Content

cdm#4 » vision'r

Vision’r: Festival VJ; 17th-20th April

Arguably, the first time the international vj community got together was at the “vjcentral gig” aka avit. A French duo called TZ-Team came, and while enthused by the experience, said it just couldn’t be done in France at that time; the club scene worked differently, the vjs that were out there were hidden in niches and there was no community to speak of. So it was a particularly nice experience to walk into the first Vision’r, effectively avit paris, and see a whole scene very clearly alive, very clearly doing great things. It was also the first time I’d seen frozen-chicken-porn visuals, totally arresting and different to the club clichés, and it was where the wonderment of the vixid mixer was unveiled in beta form. That was 2006, and now Vision’r is in its third edition. The feeling of being somewhere unique is still there, and it still feels slightly shambolic, but the the quality of work and exchange is better than ever. If I could explain why, I’d hazard a theory along the TZ-Team lines where isn’t so much clubbing and club-vjs but there is a strong culture of innovative live performance, which brings visualism and a/v trickery with it, but through a very different lens. Combine that with Vision’r having the feeling of a meeting of practitioners rather than showcase-for-others, and you certainly have an interesting weekend.

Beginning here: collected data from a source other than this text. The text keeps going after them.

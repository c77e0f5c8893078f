//! Terminal presentation helpers
//!
//! Everything that draws goes through [`Canvas`], which wraps any writer and
//! applies crossterm colours only when colour output is enabled. Lessons,
//! the menu and the session all share it, so a test can render into a
//! `Vec<u8>` and inspect plain text.

use crossterm::style::{Color, Stylize};
use std::io::{self, Write};

/// Full width of banners and comparison boxes
pub const WIDTH: usize = 80;

/// A practice problem shown at the end of a lesson
#[derive(Debug, Clone, Copy)]
pub struct Problem {
    pub title: &'static str,
    pub difficulty: &'static str,
    pub description: &'static str,
}

/// A real-world application of a structure or algorithm
#[derive(Debug, Clone, Copy)]
pub struct Application {
    pub title: &'static str,
    pub description: &'static str,
}

/// Styled writer over an arbitrary output stream
pub struct Canvas<'a> {
    out: &'a mut dyn Write,
    color: bool,
}

impl<'a> Canvas<'a> {
    pub fn new(out: &'a mut dyn Write, color: bool) -> Self {
        Self { out, color }
    }

    pub fn color_enabled(&self) -> bool {
        self.color
    }

    /// Write text without a trailing newline
    pub fn text(&mut self, text: &str) -> io::Result<()> {
        write!(self.out, "{}", text)
    }

    /// Write a full line
    pub fn line(&mut self, text: &str) -> io::Result<()> {
        writeln!(self.out, "{}", text)
    }

    pub fn blank(&mut self) -> io::Result<()> {
        writeln!(self.out)
    }

    /// Write coloured text without a trailing newline
    pub fn colored(&mut self, text: &str, color: Color) -> io::Result<()> {
        if self.color {
            write!(self.out, "{}", text.with(color))
        } else {
            write!(self.out, "{}", text)
        }
    }

    /// Write a coloured, bold line
    pub fn strong_line(&mut self, text: &str, color: Color) -> io::Result<()> {
        if self.color {
            writeln!(self.out, "{}", text.with(color).bold())
        } else {
            writeln!(self.out, "{}", text)
        }
    }

    pub fn colored_line(&mut self, text: &str, color: Color) -> io::Result<()> {
        self.colored(text, color)?;
        self.blank()
    }

    pub fn success(&mut self, text: &str) -> io::Result<()> {
        self.colored_line(text, Color::Green)
    }

    pub fn info(&mut self, text: &str) -> io::Result<()> {
        self.colored_line(text, Color::Cyan)
    }

    pub fn error(&mut self, text: &str) -> io::Result<()> {
        self.colored_line(text, Color::Red)
    }

    pub fn warning(&mut self, text: &str) -> io::Result<()> {
        self.colored_line(text, Color::Yellow)
    }

    pub fn dim(&mut self, text: &str) -> io::Result<()> {
        self.colored_line(text, Color::DarkGrey)
    }

    pub fn rule(&mut self, ch: char, width: usize) -> io::Result<()> {
        writeln!(self.out, "{}", ch.to_string().repeat(width))
    }

    pub fn flush(&mut self) -> io::Result<()> {
        self.out.flush()
    }

    /// Big lesson banner
    pub fn header(&mut self, title: &str) -> io::Result<()> {
        self.blank()?;
        self.rule('=', WIDTH)?;
        self.strong_line(&center(title, WIDTH), Color::Cyan)?;
        self.rule('=', WIDTH)
    }

    /// Numbered sub-heading inside a lesson
    pub fn section(&mut self, title: &str) -> io::Result<()> {
        self.blank()?;
        self.strong_line(title, Color::Yellow)?;
        self.rule('-', 60)
    }

    pub fn step(&mut self, number: usize, description: &str) -> io::Result<()> {
        self.blank()?;
        self.colored(&format!("[Step {}] ", number), Color::Green)?;
        self.line(description)
    }

    /// Side-by-side (stacked) Rust and C++ implementations with the core difference
    pub fn comparison(&mut self, rust_code: &str, cpp_code: &str, explanation: &str) -> io::Result<()> {
        self.code_box("Rust Implementation", rust_code)?;
        self.code_box("C++ Implementation", cpp_code)?;
        self.blank()?;
        self.colored_line("💡 Core Difference:", Color::Blue)?;
        self.line(&format!("   {}", explanation))
    }

    fn code_box(&mut self, label: &str, code: &str) -> io::Result<()> {
        self.blank()?;
        let top = format!("┌─ {} ", label);
        self.line(&format!("{:─<w$}┐", top, w = WIDTH - 1))?;
        for line in code.lines() {
            let body = format!("│ {}", line);
            self.line(&format!("{:<w$}│", body, w = WIDTH - 1))?;
        }
        self.line(&format!("{:─<w$}┘", "└", w = WIDTH - 1))
    }

    /// `[ 1 | 2 | 3 ]` with an optional highlighted cell
    pub fn array<T: std::fmt::Display>(&mut self, values: &[T], highlight: Option<usize>) -> io::Result<()> {
        self.blank()?;
        self.text("[")?;
        for (idx, value) in values.iter().enumerate() {
            let cell = format!(" {} ", value);
            if Some(idx) == highlight {
                if self.color {
                    write!(self.out, "{}", cell.as_str().on(Color::DarkGreen))?;
                } else {
                    write!(self.out, "*{}*", value)?;
                }
            } else {
                self.text(&cell)?;
            }
            if idx + 1 != values.len() {
                self.text("|")?;
            }
        }
        self.line("]")
    }

    pub fn notes(&mut self, title: &str, notes: &[&str]) -> io::Result<()> {
        self.blank()?;
        self.strong_line(&format!("📝 IMPORTANT NOTES - {}", title), Color::Yellow)?;
        self.rule('═', WIDTH)?;
        for (idx, note) in notes.iter().enumerate() {
            self.line(&format!("{}. {}", idx + 1, note))?;
        }
        self.rule('═', WIDTH)
    }

    pub fn key_points(&mut self, points: &[&str]) -> io::Result<()> {
        self.titled_block("🎯 KEY POINTS TO REMEMBER", Color::Green)?;
        for point in points {
            self.colored_line(&format!("  ✓ {}", point), Color::Green)?;
        }
        self.rule('─', WIDTH)
    }

    pub fn time_complexity(&mut self, operations: &[(&str, &str)]) -> io::Result<()> {
        self.titled_block("⏱️  TIME COMPLEXITY SUMMARY", Color::Cyan)?;
        for (op, complexity) in operations {
            self.colored_line(&format!("  {:<30} → {}", op, complexity), Color::Blue)?;
        }
        self.rule('─', WIDTH)
    }

    pub fn space_complexity(&mut self, complexity: &str, explanation: &str) -> io::Result<()> {
        self.titled_block("💾 SPACE COMPLEXITY", Color::Magenta)?;
        self.line(&format!("  {}", complexity))?;
        self.line(&format!("  {}", explanation))?;
        self.rule('─', WIDTH)
    }

    pub fn when_to_use(&mut self, cases: &[&str]) -> io::Result<()> {
        self.titled_block("✅ WHEN TO USE", Color::Green)?;
        for case in cases {
            self.colored_line(&format!("  ✓ {}", case), Color::Green)?;
        }
        self.rule('─', WIDTH)
    }

    pub fn when_not_to_use(&mut self, cases: &[&str]) -> io::Result<()> {
        self.titled_block("❌ WHEN NOT TO USE", Color::Red)?;
        for case in cases {
            self.colored_line(&format!("  ✗ {}", case), Color::Red)?;
        }
        self.rule('─', WIDTH)
    }

    pub fn applications(&mut self, apps: &[Application]) -> io::Result<()> {
        self.titled_block("🌍 REAL-WORLD APPLICATIONS", Color::Yellow)?;
        for (idx, app) in apps.iter().enumerate() {
            self.colored_line(&format!("  {}. {}", idx + 1, app.title), Color::Yellow)?;
            self.line(&format!("     {}", app.description))?;
        }
        self.rule('─', WIDTH)
    }

    pub fn common_mistakes(&mut self, mistakes: &[&str]) -> io::Result<()> {
        self.titled_block("⚠️  COMMON MISTAKES TO AVOID", Color::Red)?;
        for mistake in mistakes {
            self.colored_line(&format!("  ⚠  {}", mistake), Color::Red)?;
        }
        self.rule('─', WIDTH)
    }

    pub fn practice_problems(&mut self, problems: &[Problem]) -> io::Result<()> {
        self.titled_block("💪 PRACTICE PROBLEMS", Color::Cyan)?;
        for (idx, p) in problems.iter().enumerate() {
            self.colored_line(&format!("  {}. {} [{}]", idx + 1, p.title, p.difficulty), Color::Cyan)?;
            self.line(&format!("     {}", p.description))?;
        }
        self.rule('─', WIDTH)
    }

    fn titled_block(&mut self, title: &str, color: Color) -> io::Result<()> {
        self.blank()?;
        self.strong_line(title, color)?;
        self.rule('─', WIDTH)
    }
}

/// Center `text` in a field of `width` characters
pub fn center(text: &str, width: usize) -> String {
    let len = text.chars().count();
    if len >= width {
        return text.to_string();
    }
    let left = (width - len) / 2;
    let right = width - len - left;
    format!("{}{}{}", " ".repeat(left), text, " ".repeat(right))
}

#[cfg(test)]
mod tests {
    use super::*;

    fn render(f: impl FnOnce(&mut Canvas<'_>) -> io::Result<()>) -> String {
        let mut buf = Vec::new();
        {
            let mut canvas = Canvas::new(&mut buf, false);
            f(&mut canvas).unwrap();
        }
        String::from_utf8(buf).unwrap()
    }

    #[test]
    fn test_center() {
        assert_eq!(center("ab", 6), "  ab  ");
        assert_eq!(center("abc", 6), " abc  ");
        assert_eq!(center("too long", 4), "too long");
    }

    #[test]
    fn test_plain_output_has_no_escape_codes() {
        let out = render(|c| {
            c.header("STACK")?;
            c.error("bad")?;
            c.key_points(&["LIFO"])
        });
        assert!(!out.contains('\x1b'), "escape codes in: {:?}", out);
        assert!(out.contains("STACK"));
        assert!(out.contains("  ✓ LIFO"));
    }

    #[test]
    fn test_comparison_boxes_are_aligned() {
        let out = render(|c| c.comparison("let x = 1;", "int x = 1;", "same"));
        let boxed: Vec<&str> = out
            .lines()
            .filter(|l| l.starts_with('┌') || l.starts_with('│') || l.starts_with('└'))
            .collect();
        assert_eq!(boxed.len(), 6);
        for line in boxed {
            assert_eq!(line.chars().count(), WIDTH, "misaligned: {:?}", line);
        }
        assert!(out.contains("┌─ Rust Implementation"));
        assert!(out.contains("┌─ C++ Implementation"));
    }

    #[test]
    fn test_array_highlight_plain() {
        let out = render(|c| c.array(&[1, 2, 3], Some(1)));
        assert!(out.contains("[ 1 |*2*| 3 ]"), "got {:?}", out);
    }

    #[test]
    fn test_colored_output_when_enabled() {
        let mut buf = Vec::new();
        {
            let mut canvas = Canvas::new(&mut buf, true);
            canvas.success("done").unwrap();
        }
        let out = String::from_utf8(buf).unwrap();
        assert!(out.contains("done"));
    }
}
//! Step log used by demos to narrate what a toy structure did

use std::io;

use crossterm::style::Color;

use crate::ui::Canvas;

#[derive(Debug, Clone, PartialEq, Eq)]
pub struct Operation {
    pub step: usize,
    pub name: String,
    pub details: String,
}

#[derive(Debug, Clone, PartialEq, Eq)]
pub struct Allocation {
    pub kind: String,
    pub size: usize,
}

/// Records allocations and operations in the order they happen
#[derive(Debug, Default, Clone)]
pub struct OperationLog {
    allocations: Vec<Allocation>,
    operations: Vec<Operation>,
}

impl OperationLog {
    pub fn new() -> Self {
        Self::default()
    }

    pub fn allocate(&mut self, kind: impl Into<String>, size: usize) {
        self.allocations.push(Allocation { kind: kind.into(), size });
    }

    pub fn record(&mut self, name: impl Into<String>, details: impl Into<String>) {
        let step = self.operations.len() + 1;
        self.operations.push(Operation {
            step,
            name: name.into(),
            details: details.into(),
        });
    }

    pub fn operations(&self) -> &[Operation] {
        &self.operations
    }

    pub fn allocations(&self) -> &[Allocation] {
        &self.allocations
    }

    pub fn reset(&mut self) {
        self.allocations.clear();
        self.operations.clear();
    }

    pub fn render_summary(&self, canvas: &mut Canvas<'_>) -> io::Result<()> {
        canvas.blank()?;
        canvas.strong_line("📊 Memory & Operations Summary:", Color::Cyan)?;
        if !self.allocations.is_empty() {
            canvas.blank()?;
            canvas.line(&format!("Allocations: {}", self.allocations.len()))?;
            for alloc in &self.allocations {
                canvas.line(&format!("  - {} (size: {})", alloc.kind, alloc.size))?;
            }
        }
        canvas.blank()?;
        canvas.line(&format!("Operations: {}", self.operations.len()))?;
        for op in &self.operations {
            canvas.line(&format!("  {}. {}: {}", op.step, op.name, op.details))?;
        }
        Ok(())
    }
}

#[cfg(test)]
mod tests {
    use super::*;

    #[test]
    fn test_steps_are_numbered_from_one() {
        let mut log = OperationLog::new();
        log.record("Push", "Pushed 10");
        log.record("Pop", "Popped 10");
        let steps: Vec<usize> = log.operations().iter().map(|o| o.step).collect();
        assert_eq!(steps, vec![1, 2]);

        log.reset();
        log.record("Push", "Pushed 5");
        assert_eq!(log.operations()[0].step, 1);
    }

    #[test]
    fn test_summary_lists_operations() {
        let mut log = OperationLog::new();
        log.allocate("node", 16);
        log.record("Push", "Pushed 10");

        let mut buf = Vec::new();
        {
            let mut canvas = Canvas::new(&mut buf, false);
            log.render_summary(&mut canvas).unwrap();
        }
        let out = String::from_utf8(buf).unwrap();
        assert!(out.contains("Allocations: 1"));
        assert!(out.contains("  - node (size: 16)"));
        assert!(out.contains("  1. Push: Pushed 10"));
    }
}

So in I walked, and saw Alchimie, a one-man show with narrator/poet/rapper riffing on graffiti (in French, I can’t say I got too much of the literal meaning, but such was the strength of the performance) amongst a minimal-but-effective virtual set made of projections, using prepared footage, live cameras and live drawing with a Wacom behind the mesh. And of course, it ended in the middle of the dance floor covered in paint, what else did you expect?

A beautiful example of a club culture cliché being taken to high-art while loosing none of the jump-up excitement of what made it good in the first place was ‘Projet RVB En Alpha’, which combined a dancing girl, light installation and vj feed into a sublime whole, with I surmise the alpha from the title referring to how the dancer’s movements become the (literal and metaphoric) key to the motion graphics. They even had the stagecraft that when the dancer fainted as ending, the geeks behind the laptops caught her.

And to tie Vision’r back to Mapping were SATI, gallantly performing at both festivals over this weekend. A duo of which one half is long-time VJ Jesse Lucas, and yep there are some brilliant visuals really taking advantage of a dual-head set-up, they are primarily a band, both in it together, both making the music and seeing where it can go… and its that attitude which really elevates them.